Stress-Induced Impairment of a Working Memory Task: Role of Spiking Rate and Spiking History Predicted Discharge
Figure 6
Characterization of generalized linear models of task-related activity.
Plot of 80 seconds of spike train data, spanning three trials and fit with a GLM using (A) a homogeneous Poisson model, (B) an inhomogeneous Poisson model, and (C) an a conditional intensity model (Model 1b, during baseline conditions only). Spike counts of the original spike train are plotted with black dots against lambda (λ; green line with red confidence intervals). X-axis = experimental time. D) Kolmogorov–Smirnov (K-S) goodness-of-fit plot demonstrates that incorporation of spike history improves performance of the CI-GLM (blue vs. green line).
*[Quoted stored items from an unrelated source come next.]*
//! Tab session lifecycle
//!
//! Keeps each attached tab's `Fetch.enable` pattern list equal to the
//! patterns derived from the current rules. Host failures here are expected
//! churn (tabs close at any moment) and are logged rather than surfaced,
//! except on attach where the caller asked for the session explicitly.

use crate::host::protocol::{self, FetchCommand, RequestPattern};
use crate::host::{DebuggerHost, HostError, PROTOCOL_VERSION};
use crate::models::{InterceptRule, PausedRequest, TabId};
use crate::state::StateStore;
use std::sync::Arc;

/// Enabled rules as `Fetch.enable` patterns, in rule order, globs verbatim
pub fn build_fetch_patterns(rules: &[InterceptRule]) -> Vec<RequestPattern> {
    rules
        .iter()
        .filter(|rule| rule.enabled)
        .map(|rule| RequestPattern {
            url_pattern: rule.url_pattern.clone(),
            request_stage: rule.request_stage,
        })
        .collect()
}

/// An empty list would intercept nothing, so fall back to catching everything
fn patterns_or_catch_all(rules: &[InterceptRule]) -> Vec<RequestPattern> {
    let patterns = build_fetch_patterns(rules);
    if patterns.is_empty() {
        vec![RequestPattern::catch_all()]
    } else {
        patterns
    }
}

pub struct SessionManager {
    host: Arc<dyn DebuggerHost>,
    state: Arc<StateStore>,
    protocol_version: String,
}

impl SessionManager {
    pub fn new(host: Arc<dyn DebuggerHost>, state: Arc<StateStore>) -> Self {
        Self {
            host,
            state,
            protocol_version: PROTOCOL_VERSION.to_string(),
        }
    }

    pub fn with_protocol_version(mut self, version: impl Into<String>) -> Self {
        self.protocol_version = version.into();
        self
    }

    /// Open a session on the tab, register it, and start intercepting
    pub async fn attach(&self, tab_id: TabId) -> Result<(), HostError> {
        self.host.attach(tab_id, &self.protocol_version).await?;
        self.state.add_attached_tab(tab_id);

        let patterns = patterns_or_catch_all(&self.state.rules());
        tracing::info!(
            "Attached to tab {} with {} pattern(s)",
            tab_id,
            patterns.len()
        );
        protocol::dispatch(self.host.as_ref(), tab_id, FetchCommand::Enable { patterns }).await?;
        Ok(())
    }

    /// End the session if one exists and forget the tab.
    ///
    /// Returns the paused requests dropped with it; the host's own teardown
    /// releases them.
    pub async fn detach(&self, tab_id: TabId) -> Vec<PausedRequest> {
        if let Err(err) = self.host.detach(tab_id).await {
            // Already gone (tab closed, devtools took over); nothing to end
            tracing::warn!("Detach from tab {}: session already ended ({})", tab_id, err);
        }
        let purged = self.state.remove_attached_tab(tab_id);
        tracing::info!(
            "Detached from tab {} ({} paused request(s) dropped)",
            tab_id,
            purged.len()
        );
        purged
    }

    /// Re-register the current patterns on one tab. Returns false when the
    /// tab could not be updated, which only happens when it went away.
    pub async fn resync(&self, tab_id: TabId) -> bool {
        let patterns = patterns_or_catch_all(&self.state.rules());
        let host = self.host.as_ref();
        let result = async {
            protocol::dispatch(host, tab_id, FetchCommand::Disable).await?;
            protocol::dispatch(host, tab_id, FetchCommand::Enable { patterns }).await
        }
        .await;

        match result {
            Ok(_) => true,
            Err(err) => {
                tracing::warn!("Pattern resync for tab {} skipped, tab may be closed: {}", tab_id, err);
                false
            }
        }
    }

    /// Resync every attached tab concurrently; one tab failing does not
    /// affect the others
    pub async fn resync_all(&self) {
        let tabs = self.state.attached_tabs();
        if tabs.is_empty() {
            return;
        }
        let results = futures::future::join_all(tabs.iter().map(|tab| self.resync(*tab))).await;
        let failed = results.iter().filter(|ok| !**ok).count();
        tracing::debug!("Resynced {} tab(s), {} skipped", tabs.len(), failed);
    }

    /// The host ended a session on its own. Returns true if state changed.
    pub fn handle_host_detached(&self, tab_id: Option<TabId>) -> bool {
        let Some(tab_id) = tab_id else {
            return false;
        };
        let was_attached = self.state.is_attached(tab_id);
        self.state.remove_attached_tab(tab_id);
        if was_attached {
            tracing::info!("Session on tab {} ended externally", tab_id);
        }
        was_attached
    }

    /// A tab closed. Returns true if it was attached.
    pub fn handle_tab_removed(&self, tab_id: TabId) -> bool {
        if !self.state.is_attached(tab_id) {
            return false;
        }
        self.state.remove_attached_tab(tab_id);
        tracing::info!("Attached tab {} was closed", tab_id);
        true
    }
}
The K-S plot of the final model (blue line; model from panel C) falls within equivalency confidence intervals of the K-S test (diagonal solid and dotted lines) for all quantiles, indicating that inclusion of spike history with behavioral intervals in the CI-GLM is critical to appropriately model plPFC spiking activity. Inhomogeneous Poisson models using solely the behavioral states of the task overestimate neuron interspike intervals (green line; model from panel B). Models of neuronal activity (1–3; main text) also passed K-S goodness-of-fit tests (Fig. S3).